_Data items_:
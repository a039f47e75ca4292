//! # Libris Common Library
//!
//! Shared code for the libris backend:
//! - Common error and result types
//! - Configuration file loading and data folder resolution

pub mod config;
pub mod error;

pub use error::{Error, Result};
//! Suggestion persistence
//!
//! Links a user to a recommended book plus the reason text from the
//! recommendation flow. A user is never suggested the same book twice:
//! the (user_id, book_external_id) unique constraint silently drops
//! duplicates via insert-or-skip.

use anyhow::Result;
use serde::Serialize;
use sqlx::{Row, SqlitePool};
use uuid::Uuid;

/// One stored suggestion, joined with the book it points at
#[derive(Debug, Clone, Serialize)]
pub struct StoredSuggestion {
    pub book_external_id: String,
    pub title: String,
    pub authors: Vec<String>,
    pub reason: String,
    pub created_at: String,
}

/// Insert a batch of (book_external_id, reason) pairs for one user in a
/// single transaction, skipping pairs the user already has. Returns the
/// number of rows actually inserted.
pub async fn insert_suggestions(
    pool: &SqlitePool,
    user_id: Uuid,
    items: &[(String, String)],
) -> Result<u64> {
    if items.is_empty() {
        return Ok(0);
    }

    let mut tx = pool.begin().await?;
    let mut inserted = 0u64;

    for (book_external_id, reason) in items {
        let result = sqlx::query(
            r#"
            INSERT OR IGNORE INTO suggestions (user_id, book_external_id, reason)
            VALUES (?, ?, ?)
            "#,
        )
        .bind(user_id.to_string())
        .bind(book_external_id)
        .bind(reason)
        .execute(&mut *tx)
        .await?;

        inserted += result.rows_affected();
    }

    tx.commit().await?;

    tracing::debug!(
        user_id = %user_id,
        requested = items.len(),
        inserted,
        "Stored suggestion batch"
    );

    Ok(inserted)
}

/// Load a user's stored suggestions, newest first
pub async fn suggestions_for_user(pool: &SqlitePool, user_id: Uuid) -> Result<Vec<StoredSuggestion>> {
    let rows = sqlx::query(
        r#"
        SELECT s.book_external_id, s.reason, s.created_at, b.title, b.authors
        FROM suggestions s
        JOIN books b ON s.book_external_id = b.external_id
        WHERE s.user_id = ?
        ORDER BY s.created_at DESC, s.id DESC
        "#,
    )
    .bind(user_id.to_string())
    .fetch_all(pool)
    .await?;

    rows.iter()
        .map(|row| {
            let authors_json: String = row.get("authors");
            let authors: Vec<String> = serde_json::from_str(&authors_json)?;
            Ok(StoredSuggestion {
                book_external_id: row.get("book_external_id"),
                title: row.get("title"),
                authors,
                reason: row.get("reason"),
                created_at: row.get("created_at"),
            })
        })
        .collect()
}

_PROBLEM DETAILS_: Please write out, exactly as they appear, the lines from the line containing "WHERE s.user_id = ?" through the last line of the records above, both included.

_SOLUTION FOR THIS EXERCISE_:
        WHERE s.user_id = ?
        ORDER BY s.created_at DESC, s.id DESC
        "#,
    )
    .bind(user_id.to_string())
    .fetch_all(pool)
    .await?;

    rows.iter()
        .map(|row| {
            let authors_json: String = row.get("authors");
            let authors: Vec<String> = serde_json::from_str(&authors_json)?;
            Ok(StoredSuggestion {
                book_external_id: row.get("book_external_id"),
                title: row.get("title"),
                authors,
                reason: row.get("reason"),
                created_at: row.get("created_at"),
            })
        })
        .collect()
}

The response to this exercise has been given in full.